Tuesday, April 4, 2017

Hashim Ali--- Animacies

Mel Chen’s monograph Animacies is an ambitious study that explores the contours of Foucault’s notion of biopolitics that privileges human bodies by centering the relationality between animals, metals and plants. Chen’s work is an interdisciplinary work encompassing queer studies, disability studies and race studies. Chen argues: “the anima, animus, animal and animate are not vagaries or templatic zones of undifferentiated matter, but in fact work as complexly racialized and indeed humanized notions” (Chen, 7).
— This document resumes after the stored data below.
//! Input mode selection for the command harness.
//!
//! The mode is decided once, from the `-c` value and, only when that value
//! asks for standard input, from whether standard input is a terminal.

use crossterm::tty::IsTty;

/// `-c` value that selects standard input.
pub const STDIN_MARKER: &str = "-";

/// Prompt label shown before each read and in echoed transcripts.
pub const PROMPT_LABEL: &str = "memtierd> ";

/// Answers whether standard input is an interactive terminal.
pub trait TerminalProbe {
    fn stdin_is_terminal(&self) -> bool;
}

/// Probes the real process standard input.
#[derive(Debug, Clone, Copy, Default)]
pub struct StdinProbe;

impl TerminalProbe for StdinProbe {
    fn stdin_is_terminal(&self) -> bool {
        std::io::stdin().is_tty()
    }
}

/// Where harness commands come from.
#[derive(Debug, Clone, PartialEq, Eq)]
pub enum InputMode {
    /// Terminal on stdin: prompt shown, no echo.
    Interactive,
    /// Pipe or file on stdin: commands echoed before their output.
    Piped,
    /// The `-c` string itself is the input.
    Literal(String),
    /// `-c ""`: no harness at all.
    Disabled,
}

impl InputMode {
    /// Label written before each command.
    pub fn prompt_label(&self) -> &'static str {
        match self {
            InputMode::Interactive | InputMode::Piped => PROMPT_LABEL,
            InputMode::Literal(_) | InputMode::Disabled => "",
        }
    }

    /// Whether each consumed command is written back to the output.
    pub fn echo(&self) -> bool {
        matches!(self, InputMode::Piped | InputMode::Literal(_))
    }

    pub fn is_disabled(&self) -> bool {
        matches!(self, InputMode::Disabled)
    }
}

/// Choose the harness input mode for a `-c` value.
pub fn select_mode(command: &str, probe: &dyn TerminalProbe) -> InputMode {
    match command {
        "" => InputMode::Disabled,
        STDIN_MARKER => {
            if probe.stdin_is_terminal() {
                InputMode::Interactive
            } else {
                InputMode::Piped
            }
        }
        literal => InputMode::Literal(literal.to_string()),
    }
}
It might be her background in linguistics but I found her method of elaborating and defining her analytical optics to be very effective. For instance, in defining queer optic, she points out: “I do not imagine queer or queerness to merely indicate embodied sexual contact among subjects identified as gay or lesbian, as occurs via naïve translations of queer as the simple chronological continuation or epistemological condensation of a gay and lesbian identitarian project; rather, I think in terms of the social and cultural formations of “improper affiliation” so that queerness might well describe an array of subjectivities, intimacies, beings, and spaces located outside of the heteronormative” (Chen, 104).

While I really appreciated her incorporation of Deluzian model of affect but she might have placed too much emphasis on the mobility aspect.

Question:

From the disability studies perspective, how might Chen’s emphasis on mobility and vitality in her discussion of affect be problematic? What are some of the ways that we can approach it differently?